IMD (amplitude and frequency modulation) is directly impacted by excursion, yes, but it’s independent of sensitivity or input power.

This is an interesting assertion.

1) Could you explain how cone/dome diaphragm excursion is not a function of input power, given a motor design?

2) How can you achieve higher sensitivity besides increasing the driver's physical diaphragm area...or the number of windings in its voice coil?

That [i.e., IMD and thermal compression distortion] is not what the scientific data shows for high performance drivers.

Really? Can you point me to a specific case that you're asserting here (i.e., modulation distortion and thermal compression distortion)?

Chris

 

[Heinrich]

I encourage everyone to verify my hypothesis, ...



And what do you consider to being ideally low Rms?

Just asking because I stumbled across some drivers with pretty high Rms being used for cardioids and compact subwoofer designs which are not really known for bad behavior at low SPL.

I like your approach to consider Fletcher/Munson and masking for evaluating the merits of certain dispersion characteristics.
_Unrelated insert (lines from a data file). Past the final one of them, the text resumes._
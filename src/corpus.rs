//! Knowledge-base entries and corpus loading.
//!
//! The corpus is a fixed, ordered sequence of [`Entry`] records supplied once at
//! startup. A built-in knowledge base is embedded in the binary; an external corpus
//! can be loaded from a JSON array or a TOML file with `[[entries]]` tables.

use crate::error::{CorpusError, Result};
use ahash::AHashSet;
use anyhow::Context;
use serde::{Deserialize, Serialize};
use std::path::Path;

/// Embedded default knowledge base.
const BUILTIN_CORPUS: &str = include_str!("../data/knowledge_base.json");

/// A single question/answer entry. Immutable once loaded.
#[derive(Debug, Clone, PartialEq, Eq, Serialize, Deserialize)]
#[serde(rename_all = "camelCase")]
pub struct Entry {
    pub id: String,
    pub question: String,
    pub answer: String,
    #[serde(default)]
    pub topics: Vec<String>,
    #[serde(default)]
    pub tags: Vec<String>,
    pub author: String,
    /// Publication timestamp as supplied (`YYYY-MM-DD` or RFC 3339). Unparseable
    /// values are accepted and only lose their recency weight.
    pub published_at: String,
}

/// TOML layout: `[[entries]]` tables at the top level.
#[derive(Debug, Deserialize)]
struct TomlCorpus {
    #[serde(default)]
    entries: Vec<Entry>,
}

/// An ordered, validated collection of entries.
#[derive(Debug, Clone, Default)]
pub struct Corpus {
    entries: Vec<Entry>,
}

impl Corpus {
    /// Build a corpus from entries, rejecting blank or duplicate ids.
    pub fn new(entries: Vec<Entry>) -> std::result::Result<Self, CorpusError> {
        let mut seen = AHashSet::with_capacity(entries.len());
        for (position, entry) in entries.iter().enumerate() {
            if entry.id.trim().is_empty() {
                return Err(CorpusError::EmptyId(position));
            }
            if !seen.insert(entry.id.as_str()) {
                return Err(CorpusError::DuplicateId(entry.id.clone()));
            }
        }
        Ok(Self { entries })
    }

    /// The knowledge base compiled into the binary.
    pub fn builtin() -> Result<Self> {
        Self::from_json_str(BUILTIN_CORPUS).context("Failed to parse built-in knowledge base")
    }

    /// Parse a JSON array of entries.
    pub fn from_json_str(json: &str) -> Result<Self> {
        let entries: Vec<Entry> = serde_json::from_str(json)?;
        Ok(Self::new(entries)?)
    }

    /// Parse a TOML document containing `[[entries]]` tables.
    pub fn from_toml_str(text: &str) -> Result<Self> {
        let parsed: TomlCorpus = toml::from_str(text)?;
        Ok(Self::new(parsed.entries)?)
    }

    /// Load a corpus file, choosing the format from its extension.
    pub fn load(path: &Path) -> Result<Self> {
        let extension = path
            .extension()
            .and_then(|ext| ext.to_str())
            .map(str::to_ascii_lowercase);

        let text = std::fs::read_to_string(path)
            .with_context(|| format!("Failed to read corpus file {}", path.display()))?;

        let corpus = match extension.as_deref() {
            Some("json") => Self::from_json_str(&text),
            Some("toml") => Self::from_toml_str(&text),
            _ => return Err(CorpusError::UnsupportedFormat(path.to_path_buf()).into()),
        }
        .with_context(|| format!("Failed to load corpus from {}", path.display()))?;

        tracing::info!(
            "Loaded {} entries from {}",
            corpus.len(),
            path.display()
        );
        Ok(corpus)
    }

    pub fn entries(&self) -> &[Entry] {
        &self.entries
    }

    pub fn len(&self) -> usize {
        self.entries.len()
    }

    pub fn is_empty(&self) -> bool {
        self.entries.is_empty()
    }
}

impl IntoIterator for Corpus {
    type Item = Entry;
    type IntoIter = std::vec::IntoIter<Entry>;

    fn into_iter(self) -> Self::IntoIter {
        self.entries.into_iter()
    }
}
That might need further, if you will clinical investigation. For now it is speculative, and that is utterly o/k as a scientific tool to spark progression.

But, do we see a problem, where does it come from? We may consider that the hypothetical problem statement originates in an urban legend circulated for ages in certain groops. We interprete quite freely, with high effort though, what the word 'performs poorly, if ...' might mean to these people. In parts you take over the associative, in contrast to definitive, wording. I dismiss this approach. We've seen so many fails when trying to apply rigorous logic to such sloppy blanket statements. From my experience it is a waste of time and effort.

 

[Heinrich]

My hypothesis for good audio reproduction at low levels is the use of drivers with the lowest possible RMS values (Thiele/Small parameter for mechanical resistance/friction of the driver's suspension (i.e., 'lossiness'), in N s/m).

With courtesy of Sir Karl Popper, you've got a hypothesis, please state a method to falsify it. Why do we circulate wild assumptions, that sometimes feel a little bit naive, and not prove them? We do that for ages, always asking others to think and do. The RMS is a DIY thing, right. So, do it yourself? (Not meant to be rude, maybe strict? Sorry.)